Para os próximos meses, é possível que este déficit desacelere um pouco, em função da recuperação da balança comercial. Isto porque o reajuste do minério de ferro em 100% e a lenta recuperação da demanda mundial vêm melhorando as exportações. Ao fim do ano, o déficit em conta corrente deve fechar em torno de US$ 43 bilhões, 2% do PIB, com o ingresso líquido de investimentos externos diretos em US$ 32 bilhões. Em abril estes totalizaram US$ 2,22 bilhões.
Sobre estes, no curto prazo a perspectiva é de que recue a US$ 1,6 bilhão em maio, mostrando os impactos da crise da dívida na Europa sobre o fluxo de capitais para os emergentes, em particular, para o Brasil. Acreditamos, no entanto, que esta volatilidade de abril e maio deve se dissipar nos próximos meses, com o ingresso se restabelecendo.
Por fim, a conta de serviços foi negativa em US$ 2,4 bilhões, aumentando em 49,5% contra abril de 2009, com as Despesas com Transporte acusando alta de 110,6% e Viagens Internacionais 59,6%, com remessas totalizando US$ 3,8 bilhões, 66,9% maiores do que no mesmo mês de 2009. Já as reservas cambiais, no conceito de liquidez, totalizaram US$ 247,3 bilhões e a dívida externa atingiu US$ 211,6 bilhões em abril, com aumento de US$ 5,1 bilhões em relação a março.

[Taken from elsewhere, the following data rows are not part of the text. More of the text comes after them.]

//! Time-transfer data types.

use anyhow::{Context, Result};
use rmp_serde::{decode, encode};
use serde::{Deserialize, Deserializer, Serialize};
use serde_value::Value;
use std::{
    fmt,
    fs::File,
    io::{BufReader, BufWriter, Write},
    path::Path,
};

/// Common-view time-transfer record of a single station at a single epoch.
///
/// Sample fields hold `None` when the source value is missing or not a finite number.
#[derive(Debug, Clone, PartialEq, Serialize, Deserialize)]
pub struct Record {
    /// Epoch label (MJD session or date-time string), kept verbatim.
    #[serde(alias = "sttime", alias = "date_time")]
    pub timestamp: String,

    /// Station or source identifier.
    #[serde(alias = "station")]
    pub source: String,

    /// Standard time difference (ns).
    #[serde(default, alias = "difference", deserialize_with = "lenient_sample")]
    pub value: Option<f64>,

    /// Weighted time difference (ns).
    #[serde(
        default,
        alias = "weighted_difference",
        deserialize_with = "lenient_sample"
    )]
    pub weighted: Option<f64>,
}

impl Record {
    /// Get the sample of the given kind, if valid.
    pub fn sample(&self, kind: ValueKind) -> Option<f64> {
        match kind {
            ValueKind::Standard => self.value,
            ValueKind::Weighted => self.weighted,
        }
    }
}

/// Load records from a MessagePack-encoded file.
pub fn read_records<P: AsRef<Path>>(file: P) -> Result<Vec<Record>> {
    let file = file.as_ref();
    let file = File::open(file).with_context(|| format!("failed to open {file:?}"))?;
    let mut reader = BufReader::new(file);
    decode::from_read(&mut reader).context("failed to deserialize records")
}

/// Save records to a MessagePack-encoded file.
pub fn write_records<P: AsRef<Path>>(file: P, records: &[Record]) -> Result<()> {
    let file = file.as_ref();
    let file = File::create(file).with_context(|| format!("failed to create {file:?}"))?;
    let mut writer = BufWriter::new(file);
    encode::write_named(&mut writer, records).context("failed to serialize records")?;
    writer.flush().context("failed to flush writer stream")?;
    Ok(())
}

/// Kind of difference value a series is built from.
#[derive(Debug, Clone, Copy, PartialEq, Eq, PartialOrd, Ord, Serialize, Deserialize)]
#[serde(rename_all = "lowercase")]
pub enum ValueKind {
    Standard,
    Weighted,
}

impl fmt::Display for ValueKind {
    fn fmt(&self, f: &mut fmt::Formatter<'_>) -> fmt::Result {
        match self {
            ValueKind::Standard => write!(f, "standard"),
            ValueKind::Weighted => write!(f, "weighted"),
        }
    }
}

/// Accept numbers and numeric strings as samples; anything else is absent.
fn lenient_sample<'de, D>(deserializer: D) -> Result<Option<f64>, D::Error>
where
    D: Deserializer<'de>,
{
    let value = Value::deserialize(deserializer)?;
    Ok(sample_from_value(&value))
}

fn sample_from_value(value: &Value) -> Option<f64> {
    let num = match value {
        Value::F64(v) => *v,
        Value::F32(v) => *v as f64,
        Value::I64(v) => *v as f64,
        Value::I32(v) => *v as f64,
        Value::I16(v) => *v as f64,
        Value::I8(v) => *v as f64,
        Value::U64(v) => *v as f64,
        Value::U32(v) => *v as f64,
        Value::U16(v) => *v as f64,
        Value::U8(v) => *v as f64,
        Value::String(s) => s.trim().parse::<f64>().ok()?,
        Value::Option(Some(inner)) | Value::Newtype(inner) => return sample_from_value(inner),
        _ => return None,
    };
    num.is_finite().then_some(num)
}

Nestes dois fundamentos – setores público e externo – observa-se deterioração no setor externo e o excesso de demanda agregada na economia, tanto no setor público como no privado, o que se torna preocupante no longo prazo diante da baixa capacidade de poupança do País. Por enquanto, ambos não configuram risco para a economia. No caso do rombo externo, este vem sendo financiado com investimentos diretos, e a dívida externa, em torno de US$ 211 bilhões, pode ser “coberta” pelas reservas, em torno de US$ 246 bilhões. Já em relação ao fiscal, este vem sendo amortecido pelo bom desempenho da arrecadação, embora os gastos públicos se mantenham crescentes. Estejamos, portanto, atentos a trajetória destes indicadores.